19 aprile 2024
Aggiornato 17:30
Immigrazione

Barcone affonda al largo della Libia: tra i cento dispersi anche 3 neonati

La rabbia della Ong: «Salvare vite non è un crimine. Tragedia evitabile». L'Unhcr Libya: «Hanno nuotato per un'ora»

Migranti in uno dei centri di accoglienza libici per la lotta contro l'immigrazione clandestina
Migranti in uno dei centri di accoglienza libici per la lotta contro l'immigrazione clandestina Foto: ANSA/ZUHAIR ABUSREWIL ANSA

LIBIA - Potevano essere salvate. Questa la sensazione, quasi una certezza, secondo i responsabili dell'Unhcr Libya che, in un tweet, si sono detti «rattristati per la perdita di 100 vite oggi a largo delle coste della Libia, a Tajoura». Nella tragedia sono morti anche 3 neonati e trenta donne. Le vittime «sono decedute dopo aver nuotato per un'ora prima di essere soccorse» hanno spiegato dall'Unhcr, il cui team ha supportato dopo lo sbarco 16 sopravvissuti, fornendo assistenza medica e umanitaria. Era circa 120 le persone a bordo di un gommone al momento del naufragio, avvenuto a sei chilometri dalla costa libica, stando a quanto hanno riferito alla France presse i sopravvissuti, trasferiti nella regione di Al-Hmidiya, 25 chilometri a Est di Tripoli. 

La tragedia libica
L'imbarcazione era partita all'alba dalla città di Garabulli, situata circa 50 chilometri a Est di Tripoli, stando al racconto dei sopravvissuti. Qualche ora dopo la partenza, sul natante c'è stata un'esplosione e il motore ha preso fuoco; la barca ha iniziato a imbarcare acqua e i migranti hanno cercato di aggrapparsi in parte al natante, in parte alle taniche di carburante cadute in acqua.

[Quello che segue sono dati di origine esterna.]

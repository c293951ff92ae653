use lazy_static::lazy_static;
use regex::Regex;
use std::collections::BTreeSet;

use crate::canonical::Canonicalizer;
use crate::dates::{is_placeholder_time, normalize_date, normalize_time};
use crate::types::MatchRecord;

lazy_static! {
    static ref ROUND_DIGITS: Regex = Regex::new(r"\d+").expect("valid digits pattern");
}

/// Natural key identifying a real-world game.
///
/// A fixture registers every key it can produce; two fixtures are the same
/// game when any of their keys coincide. Team pairs are ordered so a
/// home/away swap still matches.
#[derive(Debug, Clone, PartialEq, Eq, Hash, PartialOrd, Ord)]
pub enum MatchKey {
    DateTime { date: String, time: String, teams: (String, String) },
    Date { date: String, teams: (String, String) },
    Round { round: u32, teams: (String, String) },
    DateRound { date: String, round: u32, teams: (String, String) },
}

/// Every team match-key seen in a merge, used to collapse sponsor-suffixed
/// spellings onto the bare club name
#[derive(Debug, Clone, Default)]
pub struct TeamKeyIndex {
    canonicalizer: Canonicalizer,
    known: BTreeSet<String>,
}

impl TeamKeyIndex {
    /// Build the index from the team names of every record taking part in a merge
    pub fn from_records<'a>(
        canonicalizer: Canonicalizer,
        records: impl IntoIterator<Item = &'a MatchRecord>,
    ) -> Self {
        let mut known = BTreeSet::new();
        for record in records {
            for name in [&record.home, &record.away] {
                let key = canonicalizer.match_key(name);
                if !key.is_empty() {
                    known.insert(key);
                }
            }
        }
        Self { canonicalizer, known }
    }

    /// Replace a team key with the longest other known key contained in it.
    ///
    /// Ties on length resolve to the lexicographically smallest candidate.
    pub fn collapse(&self, key: &str) -> String {
        if key.is_empty() {
            return String::new();
        }

        let mut best: Option<&String> = None;
        for candidate in &self.known {
            if candidate == key || !key.contains(candidate.as_str()) {
                continue;
            }
            if best.map_or(true, |b| candidate.chars().count() > b.chars().count()) {
                best = Some(candidate);
            }
        }

        best.cloned().unwrap_or_else(|| key.to_string())
    }

    /// Collapsed match key of a single team name
    pub fn team_key(&self, name: &str) -> String {
        self.collapse(&self.canonicalizer.match_key(name))
    }

    /// Collapsed, order-independent team pair of a fixture
    pub fn team_pair(&self, home: &str, away: &str) -> (String, String) {
        let h = self.team_key(home);
        let a = self.team_key(away);
        if h <= a {
            (h, a)
        } else {
            (a, h)
        }
    }

    /// All candidate keys for a fixture, most specific first
    pub fn keys_for(&self, record: &MatchRecord) -> Vec<MatchKey> {
        let date = normalize_date(&record.date);
        let time = normalize_time(&record.time);
        let round = round_number(&record.round);
        let teams = self.team_pair(&record.home, &record.away);

        let mut keys = Vec::with_capacity(4);
        if !date.is_empty() && !is_placeholder_time(&time) {
            keys.push(MatchKey::DateTime { date: date.clone(), time, teams: teams.clone() });
        }
        if !date.is_empty() {
            keys.push(MatchKey::Date { date: date.clone(), teams: teams.clone() });
        }
        if let Some(round) = round {
            keys.push(MatchKey::Round { round, teams: teams.clone() });
            if !date.is_empty() {
                keys.push(MatchKey::DateRound { date, round, teams });
            }
        }
        keys
    }
}

/// First positive number embedded in a round label
pub fn round_number(label: &str) -> Option<u32> {
    let digits = ROUND_DIGITS.find(label)?;
    match digits.as_str().parse::<u32>() {
        Ok(n) if n > 0 => Some(n),
        _ => None,
    }
}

Secondo la guardia costiera, i migranti sono stati avvistati da alcuni pescatori che hanno lanciato l'allarme. I testimoni hanno detto che a bordo c'erano molte famiglie marocchine e cittadini yemeniti. 

La rabbia delle Ong
Dopo la tragedia, Medici Senza Frontiere è tornata a chiedere all'Europa di «ritrovare il buon senso e mettere fine alle politiche che costringono le persone a rimanere intrappolate in Libia o a morire in mare». Un appello lanciato in occasione del Consiglio europeo e alla fine di una settimana tragica, durante la quale 220 persone sono morte annegate, il maggior numero di vittime nel Mediterraneo dall'inizio dell'anno. «Tutte tragedie evitabili - sottolinea Msf - i governi europei hanno bloccato le operazioni di ricerca e soccorso in mare delle ONG, consegnando la responsabilità dei soccorsi alla Guardia costiera libica». Per Msf «salvare vite in mare non è un crimine, ma il messaggio che viene dai governi europei è forte e chiaro: l'assistenza umanitaria non è benvenuta».